Antigenic Properties of the Human Immunodeficiency Virus Envelope Glycoprotein Gp120 on Virions Bound to Target Cells

The HIV-1 envelope glycoprotein, gp120, undergoes multiple molecular interactions and structural rearrangements during the course of host cell attachment and viral entry, which are being increasingly defined at the atomic level using isolated proteins. In comparison, antigenic markers of these dynamic changes are essentially unknown for single HIV-1 particles bound to target cells. Such markers should indicate how neutralizing and/or non-neutralizing antibodies might interdict infection by either blocking infection or sensitizing host cells for elimination by Fc-mediated effector function. Here we address this deficit by imaging fluorescently labeled CCR5-tropic HIV-1 pseudoviruses using confocal and superresolution microscopy to track the exposure of neutralizing and non-neutralizing epitopes as they appear on single HIV-1 particles bound to target cells. Epitope exposure was followed under conditions permissive or non-permissive for viral entry to delimit changes associated with virion binding from those associated with post-attachment events. We find that a previously unexpected array of gp120 epitopes is exposed rapidly upon target cell binding. This array comprises both neutralizing and non-neutralizing epitopes, the latter being hidden on free virions yet capable of serving as potent targets for Fc-mediated effector function. Under non-permissive conditions for viral entry, both neutralizing and non-neutralizing epitope exposures were relatively static over time for the majority of bound virions. Under entry-permissive conditions, epitope exposure patterns changed over time on subsets of virions that exhibited concurrent variations in virion contents. These studies reveal that bound virions are distinguished by a broad array of both neutralizing and non-neutralizing gp120 epitopes that potentially sensitize a freshly engaged target cell for destruction by Fc-mediated effector function and/or for direct neutralization at a post-binding step. The elucidation of these epitope exposure patterns during viral entry will help clarify antibody-mediated inhibition of HIV-1 as it is measured in vitro and in vivo.

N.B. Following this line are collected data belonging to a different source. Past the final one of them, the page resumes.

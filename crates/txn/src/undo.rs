//! Per-transaction undo log: an append-only list of reverse actions, with
//! scope markers delimiting nested savepoints (§4.9).

use std::sync::Arc;

use fathom_btree::Tree;
use fathom_common::{IndexId, Result, UndoOp};

/// Resolves an index id to the live [`Tree`] a rollback needs to mutate.
/// Implemented by the database layer, which owns the registry of open
/// trees; kept as a trait here so this crate does not need to know how
/// trees are looked up or cached.
pub trait IndexResolver: Send + Sync {
    fn tree(&self, index_id: IndexId) -> Option<Arc<Tree>>;
}

#[derive(Default)]
pub struct UndoLog {
    entries: Vec<UndoOp>,
}

impl UndoLog {
    pub fn new() -> Self {
        Self { entries: Vec::new() }
    }

    pub fn push(&mut self, op: UndoOp) {
        self.entries.push(op);
    }

    pub fn mark(&self) -> usize {
        self.entries.len()
    }

    pub fn is_empty(&self) -> bool {
        self.entries.is_empty()
    }

    /// Pop and apply entries back to (not including) `mark`, in reverse
    /// order, using `BOGUS` semantics: no redo is written and no locks are
    /// touched, since the caller already owns whatever locks guard these
    /// keys.
    pub fn rollback_to(&mut self, mark: usize, resolver: &dyn IndexResolver, trash: &Arc<Tree>) -> Result<()> {
        while self.entries.len() > mark {
            let op = self.entries.pop().unwrap();
            apply_undo(&op, resolver, trash)?;
        }
        Ok(())
    }

    /// Discard everything back to `mark` without applying it — used when a
    /// scope commits upward rather than rolling back.
    pub fn truncate_to(&mut self, mark: usize) {
        self.entries.truncate(mark);
    }

    pub fn len(&self) -> usize {
        self.entries.len()
    }

    /// The pending entries in push order, without consuming them. Used by
    /// the checkpointer to serialize a still-open transaction's undo into
    /// the master undo log (§4.9, §4.12 step 2).
    pub fn entries(&self) -> &[UndoOp] {
        &self.entries
    }
}

fn apply_undo(op: &UndoOp, resolver: &dyn IndexResolver, trash: &Arc<Tree>) -> Result<()> {
    match op {
        UndoOp::ScopeMarker => Ok(()),
        UndoOp::InsertedEntry { index_id, key } => {
            if let Some(tree) = resolver.tree(*index_id) {
                let mut cursor = fathom_btree::Cursor::new(tree);
                cursor.find(key)?;
                cursor.store(None)?;
            }
            Ok(())
        }
        UndoOp::UpdatedOldValue {
            index_id,
            key,
            old_value,
        } => {
            if let Some(tree) = resolver.tree(*index_id) {
                let mut cursor = fathom_btree::Cursor::new(tree);
                cursor.find(key)?;
                cursor.store(Some(old_value))?;
            }
            Ok(())
        }
        UndoOp::DeletedFragmentedCopy {
            index_id,
            key,
            trash_id,
        } => resurrect_fragmented(resolver, trash, *index_id, key, *trash_id),
    }
}

/// Reverse of staging a large-value delete in the trash index (§4.7,
/// §4.9): take the descriptor back out of the trash tree and reinsert it
/// verbatim into the original leaf, so no data page is ever re-read.
fn resurrect_fragmented(
    resolver: &dyn IndexResolver,
    trash: &Arc<Tree>,
    index_id: IndexId,
    key: &[u8],
    trash_id: u64,
) -> Result<()> {
    let trash_key = trash_id.to_be_bytes();
    let mut trash_cursor = fathom_btree::Cursor::new(trash.clone());
    if trash_cursor.find(&trash_key)? {
        let descriptor = trash_cursor.get_raw_value()?;
        trash_cursor.store(None)?;
        if let Some(tree) = resolver.tree(index_id) {
            let mut cursor = fathom_btree::Cursor::new(tree);
            // The key may currently hold a value this same (rolling-back)
            // transaction wrote after the delete/update being undone here;
            // that value never committed, so free its pages outright rather
            // than stage them in the trash a second time.
            if cursor.find(key)? {
                cursor.store(None)?;
            }
            cursor.find(key)?;
            cursor.store_raw(&descriptor)?;
        }
    }
    Ok(())
}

A major strategy for blocking HIV-1 infection is to target antiviral antibodies or drugs to sites of vulnerability on the surface proteins of the virus. It is a relatively straightforward matter to explore these sites on the surfaces of free HIV-1 particles or on isolated viral envelope antigens. However, one difficulty presented by HIV-1 is that its surface proteins are flexible and change shape once the virus has attached to its host cell. To date, it has been difficult to predict how cell-bound HIV-1 exposes its sites of vulnerability. Yet the antiviral activities of certain antibodies indirectly suggest that there must be unique sites on cell-bound HIV-1 that are not found on free virus. Here, we use new techniques and tools to determine how HIV-1 exposes unique sites of vulnerability after attaching to host cells. We find that the virus exposes a remarkable array of these sites, including ones previously believed hidden. These exposure patterns explain the antiviral activities of various anti-HIV-1 antibodies and provide a new view of how HIV-1 might interact with the immune system. Our study also provides insights for how to target HIV-1 with antiviral antibodies, vaccines, or antiviral agents.